_Stored items_
□ □ □ □ □ □ □

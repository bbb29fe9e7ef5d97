//! CLI error handling with user-friendly messages.
//!
//! Centralizes error handling for the CLI, providing consistent formatting
//! and appropriate exit codes.

use std::fmt;
use std::process;

use navden::client::ClientError;
use navden::config::ConfigFileError;
use navden::planner::store::PlanStoreError;
use navden::planner::PlannerError;
use navden::stream::StreamError;

/// CLI-specific errors with user-friendly messages.
#[derive(Debug)]
pub enum CliError {
    /// Failed to initialize logging
    LoggingInit(String),
    /// Configuration error
    Config(String),
    /// Command-line argument out of range
    InvalidArgument(String),
    /// Failed to start the async runtime
    Runtime(std::io::Error),
    /// REST call to the backend failed
    Backend(ClientError),
    /// WebSocket stream failed
    Stream(StreamError),
    /// Waypoint edit rejected
    Planner(PlannerError),
    /// Waypoint file could not be read or written
    PlanStore(PlanStoreError),
    /// Terminal UI failure
    Dashboard(std::io::Error),
}

impl CliError {
    /// Exit the process with an appropriate error message and code.
    pub fn exit(&self) -> ! {
        eprintln!("Error: {}", self);

        match self {
            CliError::Backend(e) if e.is_unreachable() => {
                eprintln!();
                eprintln!("Could not reach the NAVDEN backend. Make sure:");
                eprintln!("  1. The backend is running (default http://localhost:8000)");
                eprintln!("  2. The URL is right: navden config get backend.url");
                eprintln!("  3. Or run the local demo instead: navden demo");
            }
            CliError::Backend(ClientError::NotInitialized(_)) => {
                eprintln!();
                eprintln!("No simulation has run yet. Start one with: navden run");
            }
            CliError::Stream(StreamError::ConnectError { .. }) => {
                eprintln!();
                eprintln!("The telemetry stream is served at <backend>/ws.");
                eprintln!("Check the backend is running, or try: navden demo");
            }
            _ => {}
        }

        process::exit(1)
    }
}

impl fmt::Display for CliError {
    fn fmt(&self, f: &mut fmt::Formatter<'_>) -> fmt::Result {
        match self {
            CliError::LoggingInit(msg) => write!(f, "Failed to initialize logging: {}", msg),
            CliError::Config(msg) => write!(f, "Configuration error: {}", msg),
            CliError::InvalidArgument(msg) => write!(f, "Invalid argument: {}", msg),
            CliError::Runtime(e) => write!(f, "Failed to start async runtime: {}", e),
            CliError::Backend(e) => write!(f, "Backend request failed: {}", e),
            CliError::Stream(e) => write!(f, "Telemetry stream failed: {}", e),
            CliError::Planner(e) => write!(f, "Waypoint edit failed: {}", e),
            CliError::PlanStore(e) => write!(f, "{}", e),
            CliError::Dashboard(e) => write!(f, "Dashboard error: {}", e),
        }
    }
}

impl std::error::Error for CliError {
    fn source(&self) -> Option<&(dyn std::error::Error + 'static)> {
        match self {
            CliError::Runtime(e) => Some(e),
            CliError::Backend(e) => Some(e),
            CliError::Stream(e) => Some(e),
            CliError::Planner(e) => Some(e),
            CliError::PlanStore(e) => Some(e),
            CliError::Dashboard(e) => Some(e),
            _ => None,
        }
    }
}

impl From<ClientError> for CliError {
    fn from(e: ClientError) -> Self {
        CliError::Backend(e)
    }
}

impl From<StreamError> for CliError {
    fn from(e: StreamError) -> Self {
        CliError::Stream(e)
    }
}

impl From<PlannerError> for CliError {
    fn from(e: PlannerError) -> Self {
        CliError::Planner(e)
    }
}

impl From<PlanStoreError> for CliError {
    fn from(e: PlanStoreError) -> Self {
        CliError::PlanStore(e)
    }
}

impl From<ConfigFileError> for CliError {
    fn from(e: ConfigFileError) -> Self {
        CliError::Config(e.to_string())
    }
}

#[cfg(test)]
mod tests {
    use super::*;

    #[test]
    fn test_display_wraps_library_errors() {
        let err = CliError::from(ClientError::NotInitialized(
            "Simulator not initialized".to_string(),
        ));
        assert_eq!(
            err.to_string(),
            "Backend request failed: Backend not ready: Simulator not initialized"
        );

        let err = CliError::from(PlannerError::UnknownWaypoint(7));
        assert!(err.to_string().starts_with("Waypoint edit failed"));
    }

    #[test]
    fn test_source_chain() {
        use std::error::Error;

        let err = CliError::from(StreamError::InvalidUrl("ftp://x".to_string()));
        assert!(err.source().is_some());
        assert!(CliError::Config("bad".to_string()).source().is_none());
    }
}
//! NAVDEN - client for the GPS-denied UAV navigation simulator
//!
//! This library talks to the NAVDEN backend (REST + `/ws` stream), keeps the
//! dashboard's view of a run, and provides the local guidance demo and the
//! mission planner used by the `navden` terminal client.
//!
//! # High-Level API
//!
//! ```ignore
//! use navden::client::{BackendClient, ClientConfig, HttpBackendClient};
//! use navden::model::SimulationRequest;
//!
//! let client = HttpBackendClient::new(ClientConfig::new("http://localhost:8000"))?;
//! let results = client.run_simulation(SimulationRequest::new(90.0, 0.1)).await?;
//! println!("{} samples", results.trajectory_data.len());
//! ```

pub mod charts;
pub mod client;
pub mod config;
pub mod demo;
pub mod logging;
pub mod model;
pub mod planner;
pub mod session;
pub mod stream;

/// Version of the NAVDEN library and CLI.
///
/// This is synchronized across all components in the workspace.
/// The version is defined in `Cargo.toml` and injected at compile time.
pub const VERSION: &str = env!("CARGO_PKG_VERSION");
//! Chart widgets over the session trajectory.
//!
//! Series come from `navden::charts`; this module only maps them onto
//! ratatui's `Chart`. Jamming windows are drawn as amber brackets.

use ratatui::{
    buffer::Buffer,
    layout::Rect,
    style::{Color, Style},
    symbols::Marker,
    text::Span,
    widgets::{Axis, Chart, Dataset as ChartDataset, GraphType, Widget},
};

use navden::charts::{
    self, Bounds, Dataset, Rgb, CONFIDENCE_COLOR, ERROR_COLOR, JAMMING_COLOR,
};
use navden::model::{TimeWindow, TrajectoryPoint, Vec2};

/// Map a backend-neutral colour onto the terminal palette.
pub fn to_color(rgb: Rgb) -> Color {
    Color::Rgb(rgb.r, rgb.g, rgb.b)
}

fn axis_labels(min: f64, max: f64) -> Vec<Span<'static>> {
    let mid = (min + max) / 2.0;
    [min, mid, max]
        .into_iter()
        .map(|v| Span::styled(format!("{:.0}", v), Style::default().fg(Color::DarkGray)))
        .collect()
}

fn series<'a>(dataset: &'a Dataset, graph_type: GraphType) -> ChartDataset<'a> {
    ChartDataset::default()
        .name(dataset.label)
        .marker(Marker::Braille)
        .graph_type(graph_type)
        .style(Style::default().fg(to_color(dataset.color)))
        .data(&dataset.points)
}

/// Bracket outline of a time window spanning the full y range.
fn window_outline(window: TimeWindow, y_min: f64, y_max: f64) -> Vec<(f64, f64)> {
    vec![
        (window.start, y_min),
        (window.start, y_max),
        (window.end, y_max),
        (window.end, y_min),
    ]
}

/// True vs estimated path with the planned waypoints.
pub struct PathChart<'a> {
    trajectory: &'a [TrajectoryPoint],
    waypoints: &'a [Vec2],
}

impl<'a> PathChart<'a> {
    pub fn new(trajectory: &'a [TrajectoryPoint], waypoints: &'a [Vec2]) -> Self {
        Self {
            trajectory,
            waypoints,
        }
    }

    /// Plot bounds covering both paths and every waypoint.
    pub fn bounds(&self) -> Option<Bounds> {
        let mut bounds = charts::bounds(self.trajectory).or_else(|| {
            self.waypoints.first().map(|w| Bounds {
                x_min: w.x,
                x_max: w.x,
                y_min: w.y,
                y_max: w.y,
            })
        })?;
        for w in self.waypoints {
            bounds.x_min = bounds.x_min.min(w.x);
            bounds.x_max = bounds.x_max.max(w.x);
            bounds.y_min = bounds.y_min.min(w.y);
            bounds.y_max = bounds.y_max.max(w.y);
        }
        Some(bounds.padded(0.05))
    }
}

impl Widget for PathChart<'_> {
    fn render(self, area: Rect, buf: &mut Buffer) {
        let Some(bounds) = self.bounds() else {
            return;
        };

        let [true_path, estimated_path] = charts::path_datasets(self.trajectory);
        let waypoints: Vec<(f64, f64)> = self.waypoints.iter().map(|w| (w.x, w.y)).collect();

        let datasets = vec![
            ChartDataset::default()
                .name("Waypoints")
                .marker(Marker::Dot)
                .graph_type(GraphType::Scatter)
                .style(Style::default().fg(Color::White))
                .data(&waypoints),
            series(&true_path, GraphType::Line),
            series(&estimated_path, GraphType::Line),
        ];

        Chart::new(datasets)
            .x_axis(
                Axis::default()
                    .bounds([bounds.x_min, bounds.x_max])
                    .labels(axis_labels(bounds.x_min, bounds.x_max)),
            )
            .y_axis(
                Axis::default()
                    .bounds([bounds.y_min, bounds.y_max])
                    .labels(axis_labels(bounds.y_min, bounds.y_max)),
            )
            .render(area, buf);
    }
}

/// Which per-sample value a time-series chart shows.
#[derive(Debug, Clone, Copy, PartialEq, Eq)]
pub enum SeriesKind {
    Error,
    Confidence,
}

impl SeriesKind {
    fn dataset(self, trajectory: &[TrajectoryPoint]) -> Dataset {
        match self {
            SeriesKind::Error => charts::error_dataset(trajectory),
            SeriesKind::Confidence => charts::confidence_dataset(trajectory),
        }
    }

    fn color(self) -> Color {
        match self {
            SeriesKind::Error => to_color(ERROR_COLOR),
            SeriesKind::Confidence => to_color(CONFIDENCE_COLOR),
        }
    }

    /// Y range for the series. Confidence is pinned to 0-100.
    fn y_bounds(self, dataset: &Dataset) -> [f64; 2] {
        match self {
            SeriesKind::Confidence => [0.0, 100.0],
            SeriesKind::Error => {
                let peak = dataset
                    .points
                    .iter()
                    .map(|&(_, y)| y)
                    .fold(0.0_f64, f64::max);
                [0.0, (peak * 1.1).max(1.0)]
            }
        }
    }
}

/// Error or confidence over time, with jamming windows marked.
pub struct TimeSeriesChart<'a> {
    trajectory: &'a [TrajectoryPoint],
    kind: SeriesKind,
    scheduled_jamming: Option<TimeWindow>,
}

impl<'a> TimeSeriesChart<'a> {
    pub fn new(trajectory: &'a [TrajectoryPoint], kind: SeriesKind) -> Self {
        Self {
            trajectory,
            kind,
            scheduled_jamming: None,
        }
    }

    /// Window to mark before any jammed sample has been observed.
    pub fn with_scheduled_jamming(mut self, window: Option<TimeWindow>) -> Self {
        self.scheduled_jamming = window;
        self
    }

    /// Observed jamming windows, or the scheduled one if none were seen.
    pub fn jamming_windows(&self) -> Vec<TimeWindow> {
        let observed = charts::jamming_windows(self.trajectory);
        if observed.is_empty() {
            self.scheduled_jamming.into_iter().collect()
        } else {
            observed
        }
    }
}

impl Widget for TimeSeriesChart<'_> {
    fn render(self, area: Rect, buf: &mut Buffer) {
        let (Some(first), Some(last)) = (self.trajectory.first(), self.trajectory.last()) else {
            return;
        };

        let dataset = self.kind.dataset(self.trajectory);
        let [y_min, y_max] = self.kind.y_bounds(&dataset);
        let x_min = first.time;
        let x_max = if last.time > first.time {
            last.time
        } else {
            first.time + 1.0
        };

        let outlines: Vec<Vec<(f64, f64)>> = self
            .jamming_windows()
            .into_iter()
            .map(|w| window_outline(w, y_min, y_max))
            .collect();

        let mut datasets: Vec<ChartDataset> = outlines
            .iter()
            .map(|points| {
                ChartDataset::default()
                    .marker(Marker::Braille)
                    .graph_type(GraphType::Line)
                    .style(Style::default().fg(to_color(JAMMING_COLOR)))
                    .data(points)
            })
            .collect();
        datasets.push(series(&dataset, GraphType::Line).style(Style::default().fg(self.kind.color())));

        Chart::new(datasets)
            .x_axis(
                Axis::default()
                    .bounds([x_min, x_max])
                    .labels(axis_labels(x_min, x_max)),
            )
            .y_axis(
                Axis::default()
                    .bounds([y_min, y_max])
                    .labels(axis_labels(y_min, y_max)),
            )
            .render(area, buf);
    }
}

□ □ □ □ □ □ □

_WHAT YOU SHOULD DO_
Only the lines from the top of the data through the line that contains "out of range" should be quoted, exactly as they stand.

_REPLY_
repository bbb29fe9e7ef5d97
//! CLI error handling with user-friendly messages.
//!
//! Centralizes error handling for the CLI, providing consistent formatting
//! and appropriate exit codes.

use std::fmt;
use std::process;

use navden::client::ClientError;
use navden::config::ConfigFileError;
use navden::planner::store::PlanStoreError;
use navden::planner::PlannerError;
use navden::stream::StreamError;

/// CLI-specific errors with user-friendly messages.
#[derive(Debug)]
pub enum CliError {
    /// Failed to initialize logging
    LoggingInit(String),
    /// Configuration error
    Config(String),
    /// Command-line argument out of range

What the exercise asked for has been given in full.